October 16, 2020 | The Runts

A best-selling Canadian author of 14 books on economic trends, real estate, the financial crisis, personal finance strategies, taxation and politics. Nationally-known speaker and lecturer on macroeconomics, the housing market and investment techniques. He is a licensed Investment Advisor with a fee-based, no-commission Toronto-based practice serving clients across Canada.

Would you live in 455 square feet? Or pay six hundred thousand bucks to do so?

Nah, didn’t think so. That’s less space than a decent garage. Thirteen hundred dollars for every 12 inches of it. Plus monthly fees, insurance premiums, utilities and property taxes.

But thousands of these micro-condos have been built over the past few years, eagerly gobbled up by investors, especially in DT Toronto. And why not? They turned into money machines. Eighty per cent financing at cheap rates. Big rents charged – $2,200 a month or more. Airbnb revenues of $150 a night possible. And annual price jumps of 5% or better, while the tenant paid down the principal. An endless supply of new Canadians oand students flooding into the city as renters. Ka-ching.

But that was BC. Now, after the pandemic hit, everything’s changed. Those little pads are wealth traps.

Airbnb is moribund and illegal. The students went back to mom’s. Immigration’s down 70%. The employment pool for renters – in restaurants, bars, hotels, or downtown offices – dried up.
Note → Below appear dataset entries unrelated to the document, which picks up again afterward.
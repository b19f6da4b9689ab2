// ── Reverie Atoms: Constants ───────────────────────────────────────────────
// Tuning knobs shared across the pipeline. Values that callers may want to
// override live on the request structs instead; these are the fixed floors
// and caps of the engine itself.

/// Maximum attempts per LLM call (first try + retries).
pub const MAX_LLM_ATTEMPTS: u32 = 6;

/// Cap on a single retry backoff delay, in seconds.
pub const MAX_RETRY_DELAY_SECS: f64 = 45.0;

/// Hard ceiling on concurrent per-conversation LLM calls.
pub const MAX_PARALLEL_CALLS_CAP: usize = 16;

/// Tokens reserved out of the model context window for the response and
/// prompt scaffolding.
pub const CONTEXT_RESERVE_TOKENS: usize = 2500;

/// Floor on the usable context after the reserve is subtracted.
pub const MIN_USABLE_CONTEXT_TOKENS: usize = 2048;

/// Floor on the per-conversation input budget.
pub const MIN_PER_CHAT_BUDGET_TOKENS: usize = 900;

/// Floor on the synthesis input budget.
pub const MIN_SYNTHESIS_BUDGET_TOKENS: usize = 1200;

/// Heuristic character-per-token ratio for budget math.
pub const CHARS_PER_TOKEN: usize = 4;

/// Default per-call HTTP timeout in seconds.
pub const DEFAULT_REQUEST_TIMEOUT_SECS: u64 = 180;

/// Max retrieval keys kept on a single memory entry.
pub const MAX_MEMORY_KEYS: usize = 8;

/// How many individual errors an aggregated summary names before "+N more".
pub const ERROR_SUMMARY_HEAD: usize = 4;

/// max_tokens for the preflight ping call.
pub const PREFLIGHT_MAX_TOKENS: u32 = 64;

/// Chunk size for incremental reads of export files (1 MiB).
pub const STREAM_CHUNK_SIZE: usize = 1024 * 1024;

/// Model tag assigned to every conversation in a flat Anthropic export,
/// which carries no per-message model metadata.
pub const IMPLICIT_ANTHROPIC_MODEL_TAG: &str = "claude";
// Reverie Engine — Memory Compactor
// Deduplicates memory candidates before synthesis (so the synthesizer sees
// a clean input) and again on the shaped lorebook. Two entries collide when
// either their normalized content or their normalized key set matches;
// merging unions keys, keeps the higher priority and the longer content,
// and fills source fields that were previously empty.

use crate::atoms::constants::MAX_MEMORY_KEYS;
use crate::atoms::types::{normalize_ws, MemoryCandidate};
use std::collections::HashMap;

/// Lowercased, whitespace-normalized content signature.
fn content_signature(content: &str) -> String {
    normalize_ws(content).to_lowercase()
}

/// Lowercased keys joined in sorted order, so key order never splits a
/// duplicate pair.
fn keys_signature(keys: &[String]) -> String {
    let mut normalized: Vec<String> = keys
        .iter()
        .map(|k| k.trim().to_lowercase())
        .filter(|k| !k.is_empty())
        .collect();
    normalized.sort();
    normalized.dedup();
    normalized.join("|")
}

fn merge_into(existing: &mut MemoryCandidate, incoming: &MemoryCandidate) {
    // Union keys case-insensitively, preserving first-seen order and casing.
    let mut seen: Vec<String> = existing.keys.iter().map(|k| k.to_lowercase()).collect();
    for key in &incoming.keys {
        let norm = key.to_lowercase();
        if !seen.contains(&norm) {
            seen.push(norm);
            existing.keys.push(key.clone());
        }
    }
    existing.keys.truncate(MAX_MEMORY_KEYS);

    existing.priority = existing.priority.max(incoming.priority);
    if incoming.content.len() > existing.content.len() {
        existing.content = incoming.content.clone();
    }
    if existing.source_conversation.is_none() {
        existing.source_conversation = incoming.source_conversation.clone();
    }
    if existing.source_date.is_none() {
        existing.source_date = incoming.source_date.clone();
    }
}

/// Deduplicate a candidate list. Idempotent: compacting a compacted list
/// is a no-op.
pub fn compact_candidates(candidates: &[MemoryCandidate]) -> Vec<MemoryCandidate> {
    let mut compacted: Vec<MemoryCandidate> = Vec::new();
    let mut by_content: HashMap<String, usize> = HashMap::new();
    let mut by_keys: HashMap<String, usize> = HashMap::new();

    for raw in candidates {
        let content = normalize_ws(&raw.content);
        let mut keys: Vec<String> = raw
            .keys
            .iter()
            .map(|k| normalize_ws(k))
            .filter(|k| !k.is_empty())
            .collect();
        keys.truncate(MAX_MEMORY_KEYS);
        if content.is_empty() || keys.is_empty() {
            continue;
        }

        let candidate = MemoryCandidate {
            name: if raw.name.trim().is_empty() {
                "Memory".to_string()
            } else {
                normalize_ws(&raw.name)
            },
            keys,
            content,
            category: raw.category,
            priority: raw.priority,
            source_conversation: raw.source_conversation.clone(),
            source_date: raw.source_date.clone(),
        };

        let csig = content_signature(&candidate.content);
        let ksig = keys_signature(&candidate.keys);
        let hit = by_content.get(&csig).or_else(|| by_keys.get(&ksig)).copied();

        match hit {
            Some(idx) => {
                merge_into(&mut compacted[idx], &candidate);
                // The merge may have changed content or keys; keep both
                // indices pointing at the merged entry.
                by_content.insert(content_signature(&compacted[idx].content), idx);
                by_keys.insert(keys_signature(&compacted[idx].keys), idx);
                by_content.insert(csig, idx);
                by_keys.insert(ksig, idx);
            }
            None => {
                let idx = compacted.len();
                compacted.push(candidate);
                by_content.insert(csig, idx);
                by_keys.insert(ksig, idx);
            }
        }
    }
    compacted
}

/// Keep the `max` highest-priority entries, stable within equal priority.
pub fn cap_by_priority(mut entries: Vec<MemoryCandidate>, max: usize) -> Vec<MemoryCandidate> {
    if max == 0 || entries.len() <= max {
        return entries;
    }
    entries.sort_by(|a, b| b.priority.cmp(&a.priority));
    entries.truncate(max);
    entries
}
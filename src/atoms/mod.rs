// ── Reverie Atoms Layer ────────────────────────────────────────────────────
// Pure constants, error types, and core data shapes — zero side effects.
// Dependency rule: atoms may only depend on std and external pure crates.
// Nothing here may import from engine/ or lib.rs.

pub mod constants;
pub mod error;
pub mod types;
Fear of infection made elevators, lobbies, corridors and other common spaces scary. Rents began to fade, and are now plunging. People don’t want to live in a tiny pied-a-terre space when everything’s closed – the pool, the sauna and gym plus the downtown hot spots, clubs and concert venues.

It’s a perfect storm. Thousands of investors. Vacancy rates rising. Lease rates falling Competition for tenants. Negative monthly cash flow. And now, a tsunami of listings. In urban Toronto there’s been a 165% increase in micros for sale. Prices have started to fall – about $10,000 a week. The sales-to-listing ratio sucks. It’s a total buyer’s market. Make an offer and odds are you’ll get a deal. Or wait two months and get a better one.

Ahem. Remember how this blog told you to stop your daughter from buying a weensy one-bedder because she “wanted to get on the property ladder.” Well, she’s on it now. Going down.

More news worth knowing: The World Bank’s chief economist says the pandemic will morph into an economic crisis, “with very serious financial consequences.”

Howcum?

“This is a war,” she says. “During wars governments finance their war expenditures however they can and right now there are dire needs. The scenario we are in is not a sustainable one.”

That means central bankers, like the ones running the Bank of Canada, can’t just continually print F-150s full of money to truck over to politicians, like Justin Trudeau, to throw randomly at society for virus repair. The accumulation of debt is monumental and must be temporary. Stimulus programs, quantitative easing and massive bond-buying programs have got to cease. When they do, bond yields will rise, mortgages won’t be so cheap and incomes will drop. Yup, could be a financial crisis for the unemployed and the vulnerable, even with a vaccine.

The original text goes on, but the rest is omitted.